Se ofrece al ciudadano la posibilidad de modificar sus hábitos (y el contrato de potencia) en base a un nuevo contrato, que por otra parte, no es nada sencillo. Al contrario, el nuevo sistema establece más componentes del precio, más precios posibles por tramo horario y con ello mayor confusión entre los usuarios.

Para que el ciudadano adopte un verdadero rol protagonista en el mercado de la energía es necesaria una transformación profunda del mercado energético, tal y como lo conocemos hoy en día y en el que el consumidor asume un rol pasivo en el que solamente paga el precio establecido (y sobre el que ahora se introduce cierta flexibilidad). Sobre todo esto tuvimos oportunidad de hablar y debatir con expertos del sector el pasado 12 de mayo en la  jornada sobre comunidades energéticas organizada por la Cámara de Comercio. Vimos cómo, en su hoja de ruta, Europa otorga al ciudadano un papel protagonista en la transición hacia un nuevo modelo energético como recoge en las directivas del mercado interno de la electricidad y de las energías renovables. Esto supone pasar de un sistema en el que el consumidor paga, en base a un sistema de precios ahora variable, pero sobre los que sigue sin tener capacidad de influencia, a otro en el que es productor, gestor, distribuidor del consumo y, por tanto, con capacidad para obtener soluciones de consumo más eficientes.

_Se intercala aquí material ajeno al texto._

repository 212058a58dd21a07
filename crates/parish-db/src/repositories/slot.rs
//! PostgreSQL implementation of SlotRepository

use async_trait::async_trait;
use sqlx::{PgConnection, PgPool};
use tracing::instrument;
use uuid::Uuid;

use parish_core::traits::{RepoResult, SlotRepository};
use parish_core::{DomainError, EventId, Slot, SlotId};

use crate::models::SlotModel;

use super::error::{convert_all, map_db_error};

const SLOT_COLUMNS: &str = "id, event_id, name, capacity, notes, created_at";

/// PostgreSQL implementation of SlotRepository
#[derive(Clone)]
pub struct PgSlotRepository {
    pool: PgPool,
}

impl PgSlotRepository {
    /// Create a new PgSlotRepository
    pub fn new(pool: PgPool) -> Self {
        Self { pool }
    }
}

/// Capacity as stored in the `INTEGER` column
fn capacity_column(slot: &Slot) -> RepoResult<i32> {
    i32::try_from(slot.capacity).map_err(|_| DomainError::InvalidCapacity(i64::from(slot.capacity)))
}

pub(super) async fn insert_slot(conn: &mut PgConnection, slot: &Slot) -> RepoResult<()> {
    let capacity = capacity_column(slot)?;
    sqlx::query(
        r"
        INSERT INTO slots (id, event_id, name, capacity, notes, created_at)
        VALUES ($1, $2, $3, $4, $5, $6)
        ",
    )
    .bind(slot.id.into_uuid())
    .bind(slot.event_id.into_uuid())
    .bind(&slot.name)
    .bind(capacity)
    .bind(&slot.notes)
    .bind(slot.created_at)
    .execute(&mut *conn)
    .await
    .map_err(|e| {
        if e.as_database_error()
            .is_some_and(|db| db.is_foreign_key_violation())
        {
            DomainError::EventNotFound(slot.event_id)
        } else {
            map_db_error(e)
        }
    })?;

    Ok(())
}

#[async_trait]
impl SlotRepository for PgSlotRepository {
    #[instrument(skip(self))]
    async fn find_by_id(&self, id: SlotId) -> RepoResult<Option<Slot>> {
        let sql = format!("SELECT {SLOT_COLUMNS} FROM slots WHERE id = $1");
        let result = sqlx::query_as::<_, SlotModel>(&sql)
            .bind(id.into_uuid())
            .fetch_optional(&self.pool)
            .await
            .map_err(map_db_error)?;

        result.map(Slot::try_from).transpose()
    }

    #[instrument(skip(self))]
    async fn find_by_event(&self, event_id: EventId) -> RepoResult<Vec<Slot>> {
        self.find_by_events(&[event_id]).await
    }

    #[instrument(skip(self, event_ids), fields(count = event_ids.len()))]
    async fn find_by_events(&self, event_ids: &[EventId]) -> RepoResult<Vec<Slot>> {
        let ids: Vec<Uuid> = event_ids.iter().map(|id| id.into_uuid()).collect();
        let sql = format!(
            "SELECT {SLOT_COLUMNS} FROM slots WHERE event_id = ANY($1) ORDER BY created_at, name, id"
        );
        let rows = sqlx::query_as::<_, SlotModel>(&sql)
            .bind(&ids)
            .fetch_all(&self.pool)
            .await
            .map_err(map_db_error)?;

        convert_all(rows)
    }

    #[instrument(skip(self, slot), fields(slot_id = %slot.id, event_id = %slot.event_id))]
    async fn create(&self, slot: &Slot) -> RepoResult<()> {
        let mut conn = self.pool.acquire().await.map_err(map_db_error)?;
        insert_slot(&mut conn, slot).await
    }

    #[instrument(skip(self, slot), fields(slot_id = %slot.id))]
    async fn update(&self, slot: &Slot) -> RepoResult<()> {
        let capacity = capacity_column(slot)?;
        let result = sqlx::query(
            r"
            UPDATE slots
            SET name = $2, capacity = $3, notes = $4
            WHERE id = $1
            ",
        )
        .bind(slot.id.into_uuid())
        .bind(&slot.name)
        .bind(capacity)
        .bind(&slot.notes)
        .execute(&self.pool)
        .await
        .map_err(map_db_error)?;

        if result.rows_affected() == 0 {
            return Err(DomainError::SlotNotFound(slot.id));
        }

        Ok(())
    }

    #[instrument(skip(self))]
    async fn delete(&self, id: SlotId) -> RepoResult<()> {
        let mut tx = self.pool.begin().await.map_err(map_db_error)?;

        sqlx::query("DELETE FROM assignments WHERE slot_id = $1")
            .bind(id.into_uuid())
            .execute(&mut *tx)
            .await
            .map_err(map_db_error)?;

        let result = sqlx::query("DELETE FROM slots WHERE id = $1")
            .bind(id.into_uuid())
            .execute(&mut *tx)
            .await
            .map_err(map_db_error)?;

        if result.rows_affected() == 0 {
            return Err(DomainError::SlotNotFound(id));
        }

        tx.commit().await.map_err(map_db_error)?;

        Ok(())
    }
}

#[cfg(test)]
mod tests {
    use super::*;

    #[test]
    fn test_repo_is_send_sync() {
        fn assert_send_sync<T: Send + Sync>() {}
        assert_send_sync::<PgSlotRepository>();
    }

    #[test]
    fn test_capacity_column_never_wraps() {
        let template = parish_core::SlotTemplate::new("Usher".to_string(), 3, None).unwrap();
        let mut slot = Slot::from_template(EventId::new(), &template);
        assert_eq!(capacity_column(&slot).unwrap(), 3);

        slot.capacity = 3_000_000_000;
        assert!(matches!(
            capacity_column(&slot),
            Err(DomainError::InvalidCapacity(3_000_000_000))
        ));
    }
}
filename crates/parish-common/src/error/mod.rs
//! Application error types

mod app_error;

pub use app_error::{AppError, AppResult, ErrorResponse};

Para algunos países, como Alemania o Dinamarca, esto no es nuevo. En otros, como España será necesario transponer las directivas europeas para dar cabida a esta figura y pasar realmente a un modelo en el que el ciudadano asuma verdaderamente un papel relevante en la descarbonización. Para ello, será necesario facilitar la transición a este nuevo modelo y la convivencia con el actual. En función de la forma en la que sea implementado, esta nueva fórmula permitiría reducir buena parte de los costes fijos que ahora suponen la factura final.

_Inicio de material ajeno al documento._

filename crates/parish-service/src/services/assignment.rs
//! Assignment service
//!
//! Places volunteers into slots, removes them, and lists who serves when.

use parish_core::{
    booking_warnings, Assignment, AssignmentDetails, AssignmentId, AssignmentQuery, Capabilities,
    DomainError, ReminderOffset, UserId,
};
use tracing::{info, instrument, warn};

use crate::dto::{
    AssignmentResponse, AssignmentResult, CreateAssignmentRequest, ListAssignmentsQuery,
};

use super::context::ServiceContext;
use super::error::{ServiceError, ServiceResult};
use super::event::parse_optional_date;
use super::permission::PermissionService;

/// Assignment service
pub struct AssignmentService<'a> {
    ctx: &'a ServiceContext,
}

impl<'a> AssignmentService<'a> {
    /// Create a new AssignmentService
    pub fn new(ctx: &'a ServiceContext) -> Self {
        Self { ctx }
    }

    /// Assign a volunteer to a slot
    ///
    /// A volunteer can hold a slot once. Capacity is advisory, and overlapping
    /// with another event at the same date and time only yields a warning.
    #[instrument(skip(self, request))]
    pub async fn assign(
        &self,
        actor_id: UserId,
        request: CreateAssignmentRequest,
    ) -> ServiceResult<AssignmentResult> {
        PermissionService::new(self.ctx)
            .require(actor_id, Capabilities::MANAGE_SCHEDULE)
            .await?;

        let slot = self
            .ctx
            .slot_repo()
            .find_by_id(request.slot_id)
            .await?
            .ok_or_else(|| ServiceError::not_found("Slot", request.slot_id.to_string()))?;

        let user = self
            .ctx
            .user_repo()
            .find_by_id(request.user_id)
            .await?
            .ok_or_else(|| ServiceError::not_found("User", request.user_id.to_string()))?;

        let existing = self.ctx.assignment_repo().find_by_slots(&[slot.id]).await?;
        if existing.iter().any(|a| a.user_id == user.id) {
            return Err(DomainError::AlreadyAssigned.into());
        }

        let event = self
            .ctx
            .event_repo()
            .find_by_id(slot.event_id)
            .await?
            .ok_or_else(|| ServiceError::not_found("Event", slot.event_id.to_string()))?;

        let held = self
            .ctx
            .assignment_repo()
            .find_user_events_on(user.id, event.event_date)
            .await?;
        let warnings = booking_warnings(&held, &event);
        if !warnings.is_empty() {
            warn!(user_id = %user.id, event_id = %event.id, "Volunteer may be double-booked");
        }

        let assignment = Assignment::new(slot.id, user.id, request.notes, actor_id);
        self.ctx.assignment_repo().create(&assignment).await?;

        info!(
            assignment_id = %assignment.id,
            slot_id = %slot.id,
            user_id = %user.id,
            "Assignment created"
        );

        Ok(AssignmentResult {
            assignment: AssignmentResponse::from(&AssignmentDetails {
                assignment,
                slot,
                event,
                user,
            }),
            warnings,
        })
    }

    /// Remove an assignment
    #[instrument(skip(self))]
    pub async fn unassign(
        &self,
        actor_id: UserId,
        assignment_id: AssignmentId,
    ) -> ServiceResult<()> {
        PermissionService::new(self.ctx)
            .require(actor_id, Capabilities::MANAGE_SCHEDULE)
            .await?;

        self.ctx
            .assignment_repo()
            .find_by_id(assignment_id)
            .await?
            .ok_or_else(|| ServiceError::not_found("Assignment", assignment_id.to_string()))?;

        self.ctx.assignment_repo().delete(assignment_id).await?;

        info!(assignment_id = %assignment_id, "Assignment removed");

        Ok(())
    }

    /// List assignments in date order
    ///
    /// Schedulers see everyone's; anyone else only ever sees their own.
    #[instrument(skip(self, query))]
    pub async fn list_assignments(
        &self,
        actor_id: UserId,
        query: ListAssignmentsQuery,
    ) -> ServiceResult<Vec<AssignmentResponse>> {
        let actor = PermissionService::new(self.ctx).actor(actor_id).await?;

        let user_id = if actor.role.can(Capabilities::MANAGE_SCHEDULE) {
            query.user_id
        } else {
            Some(actor.id)
        };

        let details = self
            .ctx
            .assignment_repo()
            .find_details_by_query(&AssignmentQuery {
                user_id,
                event_id: query.event_id,
                from: parse_optional_date(query.start_date.as_deref())?,
                to: parse_optional_date(query.end_date.as_deref())?,
            })
            .await?;

        Ok(details.iter().map(AssignmentResponse::from).collect())
    }

    /// Whether `offset` has already been sent for an assignment
    pub async fn has_reminder_been_sent(
        &self,
        assignment_id: AssignmentId,
        offset: ReminderOffset,
    ) -> ServiceResult<bool> {
        let assignment = self
            .ctx
            .assignment_repo()
            .find_by_id(assignment_id)
            .await?
            .ok_or_else(|| ServiceError::not_found("Assignment", assignment_id.to_string()))?;
        Ok(assignment.reminder_sent(offset))
    }

    /// Record `offset` as sent; `false` when it already was
    #[instrument(skip(self))]
    pub async fn mark_reminder_sent(
        &self,
        assignment_id: AssignmentId,
        offset: ReminderOffset,
    ) -> ServiceResult<bool> {
        Ok(self
            .ctx
            .assignment_repo()
            .mark_reminder_sent(assignment_id, offset)
            .await?)
    }
}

Además, este nuevo modelo va de la mano de desarrollos en el ámbito de la digitalización. La mejor gestión de la energía que consumimos (y de la podemos ya también producir) pasa por contar con herramientas digitales, que ofrezcan información de precios y consumo en tiempo real permitiendo así la toma de decisiones inteligentes.

Este cambio puede suponer grandes oportunidades de inversión y empleo que debemos aprovechar, por su efecto en el medio plazo pero también como recurso de recuperación frente a la crisis de la covid-19.